→ INSTRUCTIONS FOR THE TASK: Going through the entries below, copy out each line that contains "FunctionInputs".
*** Opening MATERIAL FOR THE TASK ***
//! Functions compute values. They are described to the engine through
//! [`FunctionDefinition`], bound to a parameter set as a
//! [`ParameterizedFunction`], and collected in a [`FunctionRepository`].

use std::collections::{BTreeMap, BTreeSet, HashMap};
use std::hash::{Hash, Hasher};
use std::sync::Arc;

use crate::core::{ArcStr, Blake3Hasher, ComputedValue, Hash32};
use crate::target::ComputationTarget;
use crate::value::{
    ComputationTargetSpecification, ComputationTargetType, ValueRequirement, ValueSpecification,
};

/// Overrides and defaults for a function, keyed by parameter name.
pub type FunctionParameters = BTreeMap<String, String>;

/// Values produced by a single function invocation.
pub type FunctionOutputs = HashMap<ValueSpecification, ComputedValue>;

/// Unique id of the built-in market data sourcing function.
pub const MARKET_DATA_FUNCTION_ID: &str = "MarketDataSourcingFunction";

/// What a dependency node does when it runs.
#[derive(Clone, Copy, Debug, PartialEq, Eq, Hash, Default)]
pub enum FunctionKind {
    /// Executed by a calculation node from its inputs.
    #[default]
    Computed,
    /// A leaf: its single output is injected from an external market data
    /// source instead of being computed.
    MarketDataSourced,
}

/// The capability set every function exposes to the resolver and to the
/// calculation nodes.
pub trait FunctionDefinition: Send + Sync {
    /// Stable identifier, unique within a repository.
    fn unique_id(&self) -> &str;

    /// Human readable name, matched by priority rules.
    fn short_name(&self) -> &str {
        self.unique_id()
    }

    fn kind(&self) -> FunctionKind {
        FunctionKind::Computed
    }

    fn target_type(&self) -> ComputationTargetType;

    fn can_apply_to(&self, target: &ComputationTargetSpecification) -> bool {
        target.target_type() == self.target_type()
    }

    fn default_parameters(&self) -> FunctionParameters {
        FunctionParameters::new()
    }

    /// The maximal set of values this function can produce on the target.
    fn results(&self, target: &ComputationTargetSpecification) -> BTreeSet<ValueSpecification>;

    /// The inputs needed to produce `desired`, or `None` when the function
    /// cannot satisfy it on this target.
    fn requirements(
        &self,
        target: &ComputationTargetSpecification,
        desired: &ValueSpecification,
        parameters: &FunctionParameters,
    ) -> Option<BTreeSet<ValueRequirement>>;

    /// Refines one output once the exact input specifications are known, for
    /// example to carry a property through from an input. Returns the output
    /// unchanged by default.
    fn refine_result(
        &self,
        _target: &ComputationTargetSpecification,
        _inputs: &BTreeSet<ValueSpecification>,
        output: &ValueSpecification,
    ) -> ValueSpecification {
        output.clone()
    }

    /// Computes the desired outputs from the resolved inputs.
    fn execute(
        &self,
        target: &ComputationTarget,
        inputs: &FunctionInputs,
        desired: &BTreeSet<ValueSpecification>,
        parameters: &FunctionParameters,
    ) -> anyhow::Result<FunctionOutputs>;
}

/// Input values handed to [`FunctionDefinition::execute`].
#[derive(Debug, Default, Clone)]
pub struct FunctionInputs {
    values: HashMap<ValueSpecification, ComputedValue>,
}

impl FunctionInputs {
    pub fn new(values: HashMap<ValueSpecification, ComputedValue>) -> Self {
        Self { values }
    }

    pub fn get(&self, specification: &ValueSpecification) -> Option<&ComputedValue> {
        self.values.get(specification)
    }

    /// Finds an input by value name, regardless of its properties and target.
    pub fn by_name(&self, value_name: &str) -> Option<&ComputedValue> {
        self.values
            .iter()
            .find(|(spec, _)| spec.value_name() == value_name)
            .map(|(_, value)| value)
    }

    /// All inputs with the given value name.
    pub fn all_by_name<'a>(
        &'a self,
        value_name: &'a str,
    ) -> impl Iterator<Item = (&'a ValueSpecification, &'a ComputedValue)> + 'a {
        self.values
            .iter()
            .filter(move |(spec, _)| spec.value_name() == value_name)
    }

    pub fn iter(&self) -> impl Iterator<Item = (&ValueSpecification, &ComputedValue)> {
        self.values.iter()
    }

    pub fn len(&self) -> usize {
        self.values.len()
    }

    pub fn is_empty(&self) -> bool {
        self.values.is_empty()
    }
}

/// A function bound to a concrete parameter set.
#[derive(Clone)]
pub struct ParameterizedFunction {
    definition: Arc<dyn FunctionDefinition>,
    parameters: FunctionParameters,
    unique_id: ArcStr,
}

impl ParameterizedFunction {
    pub fn new(definition: Arc<dyn FunctionDefinition>, parameters: FunctionParameters) -> Self {
        let unique_id = if parameters == definition.default_parameters() {
            ArcStr::from(definition.unique_id())
        } else {
            let mut hasher = Blake3Hasher::default();
            parameters.hash(&mut hasher);
            let hash: Hash32 = hasher.into();
            let hex = hash.to_hex();
            ArcStr::from(format!("{}#{}", definition.unique_id(), &hex[..12]))
        };

        Self {
            definition,
            parameters,
            unique_id,
        }
    }

    /// Binds the function to its default parameters.
    pub fn with_defaults(definition: Arc<dyn FunctionDefinition>) -> Self {
        let parameters = definition.default_parameters();
        Self::new(definition, parameters)
    }

    pub fn definition(&self) -> &Arc<dyn FunctionDefinition> {
        &self.definition
    }

    pub fn parameters(&self) -> &FunctionParameters {
        &self.parameters
    }

    /// Identifies the function together with its parameters. Two
    /// parameterizations of the same function have different ids.
    pub fn unique_id(&self) -> &str {
        &self.unique_id
    }

    pub fn kind(&self) -> FunctionKind {
        self.definition.kind()
    }
}

impl PartialEq for ParameterizedFunction {
    fn eq(&self, other: &Self) -> bool {
        self.unique_id == other.unique_id && self.parameters == other.parameters
    }
}

impl Eq for ParameterizedFunction {}

impl Hash for ParameterizedFunction {
    fn hash<H: Hasher>(&self, state: &mut H) {
        self.unique_id.hash(state);
    }
}

impl std::fmt::Debug for ParameterizedFunction {
    fn fmt(&self, f: &mut std::fmt::Formatter<'_>) -> std::fmt::Result {
        f.debug_struct("ParameterizedFunction")
            .field("unique_id", &self.unique_id)
            .field("parameters", &self.parameters)
            .finish()
    }
}

/// The leaf function. Nodes bound to it are never executed, the processing
/// cycle writes their output from a market data snapshot.
#[derive(Debug, Default)]
pub struct MarketDataSourcingFunction;

impl FunctionDefinition for MarketDataSourcingFunction {
    fn unique_id(&self) -> &str {
        MARKET_DATA_FUNCTION_ID
    }

    fn kind(&self) -> FunctionKind {
        FunctionKind::MarketDataSourced
    }

    fn target_type(&self) -> ComputationTargetType {
        ComputationTargetType::Primitive
    }

    fn can_apply_to(&self, _: &ComputationTargetSpecification) -> bool {
        true
    }

    fn results(&self, _: &ComputationTargetSpecification) -> BTreeSet<ValueSpecification> {
        BTreeSet::new()
    }

    fn requirements(
        &self,
        _: &ComputationTargetSpecification,
        _: &ValueSpecification,
        _: &FunctionParameters,
    ) -> Option<BTreeSet<ValueRequirement>> {
        Some(BTreeSet::new())
    }

    fn execute(
        &self,
        target: &ComputationTarget,
        _: &FunctionInputs,
        _: &BTreeSet<ValueSpecification>,
        _: &FunctionParameters,
    ) -> anyhow::Result<FunctionOutputs> {
        anyhow::bail!(
            "market data for {} is injected, not computed",
            target.specification()
        )
    }
}

/// The catalog of functions known to the engine.
#[derive(Clone)]
pub struct FunctionRepository {
    functions: BTreeMap<String, Arc<dyn FunctionDefinition>>,
    market_data: Arc<dyn FunctionDefinition>,
}

impl FunctionRepository {
    pub fn new() -> Self {
        let market_data: Arc<dyn FunctionDefinition> = Arc::new(MarketDataSourcingFunction);
        let mut functions = BTreeMap::new();
        functions.insert(MARKET_DATA_FUNCTION_ID.to_string(), Arc::clone(&market_data));

        Self {
            functions,
            market_data,
        }
    }

    /// Registers a function, replacing any previous one with the same id.
    pub fn add(&mut self, function: impl FunctionDefinition + 'static) -> &mut Self {
        self.add_arc(Arc::new(function))
    }

    pub fn add_arc(&mut self, function: Arc<dyn FunctionDefinition>) -> &mut Self {
        let id = function.unique_id().to_string();
        if self.functions.insert(id.clone(), function).is_some() {
            tracing::warn!("function '{}' registered twice, keeping the latest", id);
        }
        self
    }

    pub fn get(&self, unique_id: &str) -> Option<&Arc<dyn FunctionDefinition>> {
        self.functions.get(unique_id)
    }

    /// All computed functions, ordered by unique id.
    pub fn functions(&self) -> impl Iterator<Item = &Arc<dyn FunctionDefinition>> {
        self.functions
            .values()
            .filter(|function| function.kind() == FunctionKind::Computed)
    }

    pub fn market_data_function(&self) -> ParameterizedFunction {
        ParameterizedFunction::with_defaults(Arc::clone(&self.market_data))
    }

    pub fn len(&self) -> usize {
        self.functions.len()
    }

    pub fn is_empty(&self) -> bool {
        self.functions.is_empty()
    }
}

impl Default for FunctionRepository {
    fn default() -> Self {
        Self::new()
    }
}

#[cfg(test)]
mod tests {
    use super::*;
    use crate::testing::TestFunction;
    use crate::value::ValueProperties;

    #[test]
    fn test_parameterized_ids() {
        let function: Arc<dyn FunctionDefinition> =
            Arc::new(TestFunction::new("PV", ComputationTargetType::Security).output("PresentValue"));

        let defaults = ParameterizedFunction::with_defaults(Arc::clone(&function));
        assert_eq!(defaults.unique_id(), "PV");

        let mut parameters = FunctionParameters::new();
        parameters.insert("Model".into(), "Black".into());
        let overridden = ParameterizedFunction::new(Arc::clone(&function), parameters.clone());
        assert!(overridden.unique_id().starts_with("PV#"));
        assert_ne!(defaults, overridden);

        let again = ParameterizedFunction::new(function, parameters);
        assert_eq!(overridden, again);
        assert_eq!(overridden.unique_id(), again.unique_id());
    }

    #[test]
    fn test_repository_lookup() {
        let mut repository = FunctionRepository::new();
        repository
            .add(TestFunction::new("B", ComputationTargetType::Security).output("X"))
            .add(TestFunction::new("A", ComputationTargetType::Security).output("Y"));

        assert!(repository.get("A").is_some());
        assert!(repository.get(MARKET_DATA_FUNCTION_ID).is_some());

        let ids: Vec<_> = repository.functions().map(|f| f.unique_id().to_string()).collect();
        assert_eq!(ids, vec!["A", "B"]);
    }

    #[test]
    fn test_market_data_function_is_not_executable() {
        let function = MarketDataSourcingFunction;
        let spec = ComputationTargetSpecification::primitive("USD");
        let target = ComputationTarget::new(spec.clone(), ());
        let result = function.execute(
            &target,
            &FunctionInputs::default(),
            &BTreeSet::new(),
            &FunctionParameters::new(),
        );
        assert!(result.is_err());
        assert_eq!(function.kind(), FunctionKind::MarketDataSourced);
        assert!(
            function
                .requirements(
                    &spec,
                    &ValueSpecification::new("Spot", spec.clone(), ValueProperties::new()),
                    &FunctionParameters::new()
                )
                .is_some_and(|inputs| inputs.is_empty())
        );
    }
}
*** Closing MATERIAL FOR THE TASK ***
→ SOLVED EXERCISE:
        inputs: &FunctionInputs,
pub struct FunctionInputs {
impl FunctionInputs {
        _: &FunctionInputs,
            &FunctionInputs::default(),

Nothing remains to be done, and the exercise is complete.